Trade Unions in China by Pringle Tim

Trade Unions in China by Pringle Tim

Author:Pringle, Tim
Language: eng
Format: epub
Publisher: Taylor & Francis


Informal strikes and formal dispute resolution

In presenting her ‘protests against discrimination’ analysis of migrant worker protests, Lee gives us a road map of labour action: ‘These workers resort first to legal activism such as filing petitions and lawsuits for collective labor arbitration, mediation and litigation. Only when this institutionalized channel fails (which it often does) do they resort to public disruption’ (Lee Ching-kwan 2007: 9, author's italics). Lee goes on to draw quite distinct protest strategies between migrant workers and traditional urban workers’ ‘protests of desperation’ in which the former emphasize legal and bureaucratic channels and the latter street action (Lee Ching-kwan 2007: 9–11). In contrast, the evidence presented here demonstrates that Lee's analysis is at best out of date and at worst plain wrong. Especially since 2003 and the onset of labour shortages, migrant workers are as likely to take strike action and/or block the streets as they are to file for collective arbitration. To be sure, migrant workers do use official channels of dispute resolution and are encouraged to do so by the authorities, including the trade union, but this does not exclude other tactics. On the other hand, if Lee's road map takes us down the wrong route, we can chart a development in the protest strategies of migrant workers from protests to well-organized strikes – both of which may or may not have included formal resolution procedures – in which actual existing conditions are the deciding factor no matter which ‘insurgent identity’ the participants may – or indeed, may not – adopt.

Migrant workers’ labour militancy presents us with three main issues: first, who is the target of worker activism; second, the relationship between militant action and legalistic appeals; and third, the efficacy of the dispute resolution system. Of course, the problem underpinning all these issues is how the ACFTU responds to labour unrest.

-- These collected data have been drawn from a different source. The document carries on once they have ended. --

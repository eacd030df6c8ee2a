//! Basic motion-compensated measurement
//!
//! Feeds a simulated 60 Hz motion stream into the engine, then measures a
//! two-meter span and prints the compensated result with its validation
//! and accuracy classification.
//!
//! Run with: cargo run --example 01_basic_measurement

use truemeasure_core::{MotionSample, PrecisionConfig, PrecisionEngine, Vec3};

fn main() {
    let mut engine = PrecisionEngine::new(PrecisionConfig::default());
    engine.start();

    // A second of perfectly still samples at ~60 Hz
    let mut t = 0u64;
    while t <= 1000 {
        engine.ingest(MotionSample::at_rest(t));
        t += 17;
    }
    println!("device state after 1 s: {}", engine.motion_status().name());

    // Measure a 2 m span, sensor about 1.5 m from the target
    let result = engine
        .measure_distance(Vec3::ZERO, Vec3::new(2.0, 0.0, 0.0), 1.5, 1000)
        .expect("valid geometry");

    println!(
        "distance: {:.4} {} (raw {:.4})",
        result.value(),
        result.raw.kind.unit(),
        result.raw.value
    );
    println!(
        "confidence: {:.3}, valid: {}, tier: {}",
        result.compensated.confidence.as_float(),
        result.is_valid(),
        result.assessment.class.name()
    );
    println!(
        "estimated error bound: {:.2} mm",
        result.assessment.error_bound_m * 1000.0
    );
}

Do migrant workers in China target employers or the state when they engage in labour actions? Migrant workers’ actions in the 1990s were generally directed at the local labour bureau (Chan 1998). However, during the last seven to eight years there appears to have been a gradual move away from targeting the state to confronting employers directly, with the aim of forcing them to negotiate. I believe this trend was first identified by experienced LNGO researchers and staffers. Parry Leung conducted a survey of newspaper reports on collective labour disputes in the PRD between 2002 and 2005. Leung's data shows that just short of a third of newspaper-reported collective actions by migrant workers took place at the manufacturing site and did not involve street protests. A majority of the 67 protests involved street-level actions, but these were a collective extension of strikes rather than discreet petitions. In comparison with Chan's newspaper translations, the survey reflects a growing militancy: 23 strikes combined with road blocks; 14 strikes and street demonstrations but without road blocks; 16 strikes with no street demonstration; nine demonstrations in or around the enterprise; two detentions of senior managers; one work-in; one hunger strike; and one suicide protest.